Agenda
À la une

Soutenance de thèse de Yohan Reynaud

AgroParisTech, amphithéâtre Tisserand

Développement d’outils et de méthodes in vitro pour comprendre et simuler la digestion d’aliments à base de protéines végétales

Thèse dirigée par Didier Dupont (UMR STLO)

Résumé

Dans un contexte d’augmentation de la demande en protéines, il s’agit de bien estimer leur qualité nutritionnelle, notamment leur digestibilité. Les modèles humains et porcins sont préconisés, mais possèdent de nombreux inconvénients.

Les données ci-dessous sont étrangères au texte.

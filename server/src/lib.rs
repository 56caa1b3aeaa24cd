//! Folio preview server
//!
//! Serves a built site root under the configured base path so that the
//! production search bundle (`<base>/pagefind/`) can be exercised locally.

use std::{net::SocketAddr, path::Path};

use axum::{Router, response::Redirect, routing::get};
use color_eyre::eyre::{Result, WrapErr};
use folio_core::Config;
use tokio::net::TcpListener;
use tower::ServiceBuilder;
use tower_http::{
    services::{ServeDir, ServeFile},
    trace::TraceLayer,
};

/// Initialize tracing with the specified verbosity level.
///
/// # Arguments
///
/// * `verbose` - Verbosity level (0 = WARN, 1 = INFO, 2 = DEBUG, 3+ = TRACE)
pub fn init_tracing(verbose: u8) {
    use tracing_subscriber::{layer::SubscriberExt, util::SubscriberInitExt};

    let level = match verbose {
        0 => tracing::Level::WARN,
        1 => tracing::Level::INFO,
        2 => tracing::Level::DEBUG,
        _ => tracing::Level::TRACE,
    };

    tracing_subscriber::registry()
        .with(tracing_subscriber::fmt::layer())
        .with(tracing_subscriber::EnvFilter::from_default_env().add_directive(level.into()))
        .init();
}

/// Create the preview router for `site_root` mounted at `base_path`.
///
/// Unknown paths below the base get the site's `index.html` with a 404
/// status. With a non-root base path, `/` redirects to the base.
pub fn create_router(site_root: &Path, base_path: &str) -> Router {
    let index = ServeFile::new(site_root.join("index.html"));
    let files = ServeDir::new(site_root).not_found_service(index);
    let base = base_path.trim_end_matches('/');

    let router = if base.is_empty() {
        Router::new().fallback_service(files)
    } else {
        let target = base.to_string();
        Router::new()
            .route(
                "/",
                get(move || {
                    let target = target.clone();
                    async move { Redirect::temporary(&target) }
                }),
            )
            .nest_service(base, files)
    };

    router.layer(ServiceBuilder::new().layer(TraceLayer::new_for_http()))
}

/// Serve the site described by `config` until the process is stopped.
pub async fn serve(config: &Config) -> Result<()> {
    let site_root = Path::new(&config.server.site_root);
    if !site_root.join("index.html").exists() {
        tracing::warn!(?site_root, "Site root has no index.html; build the site first");
    }
    let bundle = site_root.join("pagefind");
    if !bundle.is_dir() {
        tracing::warn!(
            ?bundle,
            "No search bundle found; search will fail to load in production builds"
        );
    }

    let app = create_router(site_root, &config.site.base_path);
    let addr = SocketAddr::from(([127, 0, 0, 1], config.server.port));
    let listener = TcpListener::bind(addr)
        .await
        .wrap_err_with(|| format!("Failed to bind {addr}"))?;

    tracing::info!(%addr, base_path = %config.site.base_path, "Serving site");
    println!();
    println!(
        "  Preview: http://{addr}{}",
        config.url_for("").trim_end_matches('/')
    );
    println!();

    axum::serve(listener, app).await.wrap_err("Server error")?;
    Ok(())
}

#[cfg(test)]
mod tests {
    use axum::{
        body::{Body, to_bytes},
        http::{Request, StatusCode, header},
    };
    use tower::ServiceExt;

    use super::*;

    fn site() -> tempfile::TempDir {
        let dir = tempfile::tempdir().expect("create temp dir");
        std::fs::write(dir.path().join("index.html"), "<html>home</html>").expect("write");
        std::fs::create_dir(dir.path().join("pagefind")).expect("mkdir");
        std::fs::write(
            dir.path().join("pagefind").join("pagefind-ui.js"),
            "window.PagefindUI = function () {};",
        )
        .expect("write");
        dir
    }

    async fn get_path(router: Router, path: &str) -> (StatusCode, String, Option<String>) {
        let response = router
            .oneshot(Request::builder().uri(path).body(Body::empty()).unwrap())
            .await
            .unwrap();
        let status = response.status();
        let location = response
            .headers()
            .get(header::LOCATION)
            .map(|v| v.to_str().unwrap().to_string());
        let body = to_bytes(response.into_body(), usize::MAX).await.unwrap();
        (status, String::from_utf8_lossy(&body).into_owned(), location)
    }

    #[tokio::test]
    async fn test_serves_bundle_under_base_path() {
        let dir = site();
        let router = create_router(dir.path(), "/docs/");

        let (status, body, _) = get_path(router, "/docs/pagefind/pagefind-ui.js").await;

        assert_eq!(status, StatusCode::OK);
        assert!(body.contains("PagefindUI"));
    }

    #[tokio::test]
    async fn test_serves_index_at_base() {
        let dir = site();
        let router = create_router(dir.path(), "/docs");

        let (status, body, _) = get_path(router, "/docs").await;

        assert_eq!(status, StatusCode::OK);
        assert!(body.contains("home"));
    }

    #[tokio::test]
    async fn test_root_redirects_to_base() {
        let dir = site();
        let router = create_router(dir.path(), "/docs/");

        let (status, _, location) = get_path(router, "/").await;

        assert_eq!(status, StatusCode::TEMPORARY_REDIRECT);
        assert_eq!(location.as_deref(), Some("/docs"));
    }

    #[tokio::test]
    async fn test_unknown_path_falls_back_to_index() {
        let dir = site();
        let router = create_router(dir.path(), "/");

        let (status, body, _) = get_path(router, "/posts/missing").await;

        assert_eq!(status, StatusCode::NOT_FOUND);
        assert!(body.contains("home"));
    }

    #[tokio::test]
    async fn test_root_base_serves_bundle() {
        let dir = site();
        let router = create_router(dir.path(), "/");

        let (status, _, _) = get_path(router, "/pagefind/pagefind-ui.js").await;

        assert_eq!(status, StatusCode::OK);
    }
}
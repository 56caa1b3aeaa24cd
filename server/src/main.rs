//! Folio preview server binary.

use std::path::PathBuf;

use clap::Parser;
use color_eyre::eyre::{Result, WrapErr};
use folio_core::Config;

/// Command-line interface for the preview server.
#[derive(Parser)]
#[command(
    name = "folio-server",
    version,
    about = "Preview a built Folio site, search bundle included"
)]
struct Cli {
    /// Path to configuration file
    #[arg(short, long, default_value = "config.toml")]
    config: PathBuf,

    /// Increase verbosity (-v, -vv, -vvv)
    #[arg(short, long, action = clap::ArgAction::Count)]
    verbose: u8,

    /// Port to listen on (overrides server.port)
    #[arg(short, long)]
    port: Option<u16>,

    /// Directory holding the built site (overrides server.site_root)
    #[arg(long)]
    site_root: Option<PathBuf>,
}

#[tokio::main]
async fn main() -> Result<()> {
    color_eyre::install()?;

    let cli = Cli::parse();
    folio_server::init_tracing(cli.verbose);

    let mut config = Config::load_with_env(&cli.config).wrap_err("Failed to load configuration")?;

    if let Some(port) = cli.port {
        tracing::info!(port, "Overriding server port from CLI");
        config.server.port = port;
    }

    if let Some(site_root) = cli.site_root {
        tracing::info!(?site_root, "Overriding site root from CLI");
        config.server.site_root = site_root.to_string_lossy().to_string();
    }

    tracing::debug!(?config, "Loaded configuration");

    folio_server::serve(&config).await
}
//! Host page environment captured at build time.

use serde::{Deserialize, Serialize};

use crate::{
    mode::BuildMode,
    options::{SearchUiOptions, bundle_path_for},
};

/// Base path of a site served from the domain root.
pub const DEFAULT_BASE_PATH: &str = "/";

/// Build-time values the page runs with.
///
/// Built from the site configuration with [`Config::site_env`](crate::Config::site_env),
/// so the browser and the preview server agree on the base path.
#[derive(Debug, Clone, PartialEq, Eq, Serialize, Deserialize)]
pub struct SiteEnv {
    /// Development or production build.
    pub mode: BuildMode,

    /// Path prefix the site is served under (e.g. "/" or "/blog/").
    pub base_path: String,
}

impl SiteEnv {
    pub fn new(mode: BuildMode, base_path: impl Into<String>) -> Self {
        Self {
            mode,
            base_path: base_path.into(),
        }
    }

    /// Location of the search index bundle.
    pub fn bundle_path(&self) -> String {
        bundle_path_for(&self.base_path)
    }

    /// Search UI options mounting into `element`.
    pub fn search_ui_options(&self, element: impl Into<String>) -> SearchUiOptions {
        SearchUiOptions::new(self.base_path.clone(), element)
    }
}

impl Default for SiteEnv {
    fn default() -> Self {
        Self::new(BuildMode::default(), DEFAULT_BASE_PATH)
    }
}
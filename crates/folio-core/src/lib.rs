//! Folio Core Library
//!
//! Platform-neutral types shared by the browser frontend and the preview
//! server: build mode, host environment, search UI options, site
//! configuration, and error handling.

pub mod config;
pub mod env;
pub mod error;
pub mod mode;
pub mod options;

pub use config::Config;
pub use env::SiteEnv;
pub use error::{CoreError, Result};
pub use mode::BuildMode;
pub use options::SearchUiOptions;
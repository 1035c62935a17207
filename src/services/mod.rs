pub mod notifier;

pub use notifier::{LogNotifier, NotificationSink, TelegramNotifier};
use rust_decimal::Decimal;
use serde::{Deserialize, Serialize};

/// Raw trade row from the Data API. Everything is optional: the feed is
/// permissive and rows with missing fields are dropped during normalization
/// rather than failing the whole batch.
#[derive(Debug, Clone, Deserialize, Serialize)]
pub struct ApiTrade {
    pub id: Option<String>,
    pub market: Option<String>,
    pub asset_id: Option<String>,
    pub side: Option<String>,
    pub outcome: Option<String>,
    pub size: Option<Decimal>,
    pub price: Option<Decimal>,
    pub maker_address: Option<String>,
    pub taker_address: Option<String>,
    /// Epoch seconds, epoch millis, or RFC3339 — the API is inconsistent.
    pub timestamp: Option<serde_json::Value>,
    #[serde(default)]
    pub transaction_hash: Option<String>,
}
use async_trait::async_trait;
use serde_json::json;

use crate::models::Signal;

/// Where qualifying signals go. Fire-and-forget from the loop's perspective:
/// implementations log their own failures and never propagate them.
#[async_trait]
pub trait NotificationSink: Send + Sync {
    async fn notify(&self, signal: &Signal);
}

fn shorten_wallet(wallet: &str) -> String {
    if wallet.len() > 10 {
        format!("{}...{}", &wallet[..6], &wallet[wallet.len() - 4..])
    } else {
        wallet.to_string()
    }
}

// ---------------------------------------------------------------------------
// Console notifier
// ---------------------------------------------------------------------------

/// Writes a signal banner to the log. Always on.
#[derive(Debug, Default)]
pub struct LogNotifier;

#[async_trait]
impl NotificationSink for LogNotifier {
    async fn notify(&self, signal: &Signal) {
        tracing::info!(
            wallet = %signal.trade.wallet,
            market = %signal.trade.market_id,
            question = %signal.market.question,
            outcome = %signal.trade.outcome,
            side = %signal.trade.side,
            notional = %signal.trade.notional.round_dp(2),
            wallet_age_mins = signal.wallet_age.num_minutes(),
            "COPY TRADE SIGNAL"
        );
    }
}

// ---------------------------------------------------------------------------
// Telegram notifier
// ---------------------------------------------------------------------------

/// Telegram notification service. Failures are logged but never block the
/// main flow.
#[derive(Debug, Clone)]
pub struct TelegramNotifier {
    http: reqwest::Client,
    bot_token: String,
    chat_id: String,
}

impl TelegramNotifier {
    pub fn new(bot_token: String, chat_id: String) -> Self {
        Self {
            http: reqwest::Client::new(),
            bot_token,
            chat_id,
        }
    }

    async fn send(&self, message: &str) {
        let url = format!(
            "https://api.telegram.org/bot{}/sendMessage",
            self.bot_token
        );

        let body = json!({
            "chat_id": self.chat_id,
            "text": message,
            "parse_mode": "Markdown",
        });

        match self.http.post(&url).json(&body).send().await {
            Ok(resp) => {
                if !resp.status().is_success() {
                    tracing::warn!(
                        status = %resp.status(),
                        "Telegram sendMessage returned non-2xx"
                    );
                }
            }
            Err(e) => {
                tracing::warn!(error = %e, "Failed to send Telegram notification");
            }
        }
    }
}

#[async_trait]
impl NotificationSink for TelegramNotifier {
    async fn notify(&self, signal: &Signal) {
        self.send(&format_signal(signal)).await;
    }
}

/// Format a signal for Telegram.
pub fn format_signal(signal: &Signal) -> String {
    format!(
        "*Copy Trade Signal*\nWallet: `{}` (first seen {}h ago)\nMarket: {}\nOutcome: {}\nSide: {}\nAmount: ${} USDC",
        shorten_wallet(&signal.trade.wallet),
        signal.wallet_age.num_hours(),
        signal.market.question,
        signal.trade.outcome,
        signal.trade.side,
        signal.trade.notional.round_dp(2),
    )
}

#[cfg(test)]
mod tests {
    use super::*;
    use crate::models::{MarketDetails, Side, Trade};
    use chrono::{Duration, Utc};
    use rust_decimal::Decimal;

    #[test]
    fn test_shorten_wallet() {
        assert_eq!(
            shorten_wallet("0x1234567890abcdef"),
            "0x1234...cdef"
        );
        assert_eq!(shorten_wallet("0xshort"), "0xshort");
    }

    #[test]
    fn test_format_signal() {
        let signal = Signal {
            trade: Trade {
                trade_id: "t1".into(),
                wallet: "0x1234567890abcdef".into(),
                market_id: "market_1".into(),
                outcome: "Yes".into(),
                side: Side::Buy,
                size: Decimal::from(3000),
                price: Decimal::new(50, 2),
                notional: Decimal::from(1500),
                timestamp: Utc::now(),
            },
            market: MarketDetails {
                question: "Will it rain tomorrow?".into(),
                outcomes: vec!["Yes".into(), "No".into()],
            },
            wallet_age: Duration::hours(2),
            generated_at: Utc::now(),
        };

        let msg = format_signal(&signal);
        assert!(msg.contains("0x1234...cdef"));
        assert!(msg.contains("Will it rain tomorrow?"));
        assert!(msg.contains("$1500.00 USDC"));
        assert!(msg.contains("first seen 2h ago"));
    }
}
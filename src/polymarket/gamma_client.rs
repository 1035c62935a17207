use async_trait::async_trait;
use reqwest::Client;
use serde::{Deserialize, Serialize};

use crate::detection::{MarketMetadata, MetadataError};
use crate::models::MarketDetails;

const GAMMA_API_BASE: &str = "https://gamma-api.polymarket.com";

#[derive(Debug, Clone, Deserialize, Serialize)]
pub struct GammaMarket {
    pub question: String,
    /// JSON array of outcome labels, e.g. ["Yes","No"] — the API returns it
    /// as a stringified array.
    #[serde(default)]
    pub outcomes: Option<String>,
}

impl GammaMarket {
    fn parse_outcomes(&self) -> Vec<String> {
        self.outcomes
            .as_deref()
            .and_then(|s| serde_json::from_str::<Vec<String>>(s).ok())
            .unwrap_or_default()
    }
}

/// Polymarket Gamma API client — the market metadata adapter.
#[derive(Debug, Clone)]
pub struct GammaClient {
    http: Client,
    base_url: String,
}

impl GammaClient {
    pub fn new(http: Client) -> Self {
        Self {
            http,
            base_url: GAMMA_API_BASE.into(),
        }
    }

    pub fn with_base_url(http: Client, base_url: String) -> Self {
        Self { http, base_url }
    }
}

#[async_trait]
impl MarketMetadata for GammaClient {
    async fn fetch_market(&self, market_id: &str) -> Result<MarketDetails, MetadataError> {
        let url = format!("{}/markets/{}", self.base_url, market_id);
        let resp = self
            .http
            .get(&url)
            .send()
            .await
            .map_err(|e| MetadataError::Unavailable(e.to_string()))?
            .error_for_status()
            .map_err(|e| MetadataError::Unavailable(e.to_string()))?;

        let market: GammaMarket = resp
            .json()
            .await
            .map_err(|e| MetadataError::Unavailable(e.to_string()))?;

        Ok(MarketDetails {
            outcomes: market.parse_outcomes(),
            question: market.question,
        })
    }
}
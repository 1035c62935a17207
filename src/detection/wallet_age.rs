use std::collections::HashMap;

use chrono::{DateTime, Duration, Utc};

/// First observation of a wallet by this process.
///
/// `first_seen` is fixed at creation and never moves. This is
/// observation-relative: the bot cannot see trades made before it started
/// watching, so "first seen" means first seen by this process, not the
/// wallet's first trade on the venue.
#[derive(Debug, Clone)]
pub struct WalletRecord {
    pub wallet: String,
    pub first_seen: DateTime<Utc>,
}

/// In-memory first-seen index for every wallet that has appeared in the feed.
///
/// Grows for the process lifetime; there is no eviction. Owned by the polling
/// loop, which is the only writer.
#[derive(Debug, Default)]
pub struct WalletAgeTracker {
    records: HashMap<String, WalletRecord>,
}

impl WalletAgeTracker {
    pub fn new() -> Self {
        Self::default()
    }

    /// Record a wallet sighting. The first call for a wallet creates its
    /// record with `first_seen = timestamp`; later calls return the existing
    /// record unchanged, whatever timestamp they carry.
    pub fn observe(&mut self, wallet: &str, timestamp: DateTime<Utc>) -> &WalletRecord {
        self.records
            .entry(wallet.to_string())
            .or_insert_with(|| WalletRecord {
                wallet: wallet.to_string(),
                first_seen: timestamp,
            })
    }

    /// True iff the wallet has been observed and its first sighting falls
    /// within `lookback` of `now`. An unknown wallet is never "new": without
    /// a baseline there is nothing to assert novelty against.
    pub fn is_new(&self, wallet: &str, now: DateTime<Utc>, lookback: Duration) -> bool {
        match self.records.get(wallet) {
            Some(record) => now - record.first_seen <= lookback,
            None => false,
        }
    }

    pub fn len(&self) -> usize {
        self.records.len()
    }

    pub fn is_empty(&self) -> bool {
        self.records.is_empty()
    }
}

#[cfg(test)]
mod tests {
    use super::*;

    fn ts(offset_hours: i64) -> DateTime<Utc> {
        DateTime::from_timestamp(1_700_000_000 + offset_hours * 3600, 0).unwrap()
    }

    #[test]
    fn test_observe_creates_record_once() {
        let mut tracker = WalletAgeTracker::new();

        let first = tracker.observe("0xaaa", ts(0)).first_seen;
        assert_eq!(first, ts(0));

        // A later sighting does not move first_seen
        let again = tracker.observe("0xaaa", ts(5)).first_seen;
        assert_eq!(again, ts(0));

        // Neither does an earlier one
        let earlier = tracker.observe("0xaaa", ts(-3)).first_seen;
        assert_eq!(earlier, ts(0));

        assert_eq!(tracker.len(), 1);
    }

    #[test]
    fn test_is_new_within_lookback() {
        let mut tracker = WalletAgeTracker::new();
        tracker.observe("0xaaa", ts(0));

        let lookback = Duration::hours(24);
        assert!(tracker.is_new("0xaaa", ts(1), lookback));
        // Exactly at the boundary still counts
        assert!(tracker.is_new("0xaaa", ts(24), lookback));
        // One hour past the window does not
        assert!(!tracker.is_new("0xaaa", ts(25), lookback));
    }

    #[test]
    fn test_unknown_wallet_is_not_new() {
        let tracker = WalletAgeTracker::new();
        assert!(!tracker.is_new("0xbbb", ts(0), Duration::hours(24)));
    }
}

Il est donc intéressant de simuler la digestion dans des systèmes in vitro.

L’objectif de ce projet de thèse est donc de mieux comprendre les phénomènes qui jouent sur la digestion des protéines végétales et de simuler celle-ci, en cohérence avec la physiologie digestive, sur des modèles in vitro.

Quatre repas modèles avec les mêmes teneurs en macronutriments ont été développés, dont les protéines sont exclusivement apportées par du seitan, du tofu, du jus de soja ou une émulsion de pois.

Dans un premier temps, nous avons récolté chez le miniporc à différents niveaux du segment du système digestif (l’estomac, le duodénum et l’iléon), des données aliments-dépendantes nécessaire au paramétrage de systèmes in vitro dynamiques plus complexe, comme le DIDGI®. Il a été montré que certaines cinétiques étaient dépendantes de la nature de l’aliment ingéré, comme l’acidification gastrique ou le flux d’arrivée du bol au niveau de l’iléon.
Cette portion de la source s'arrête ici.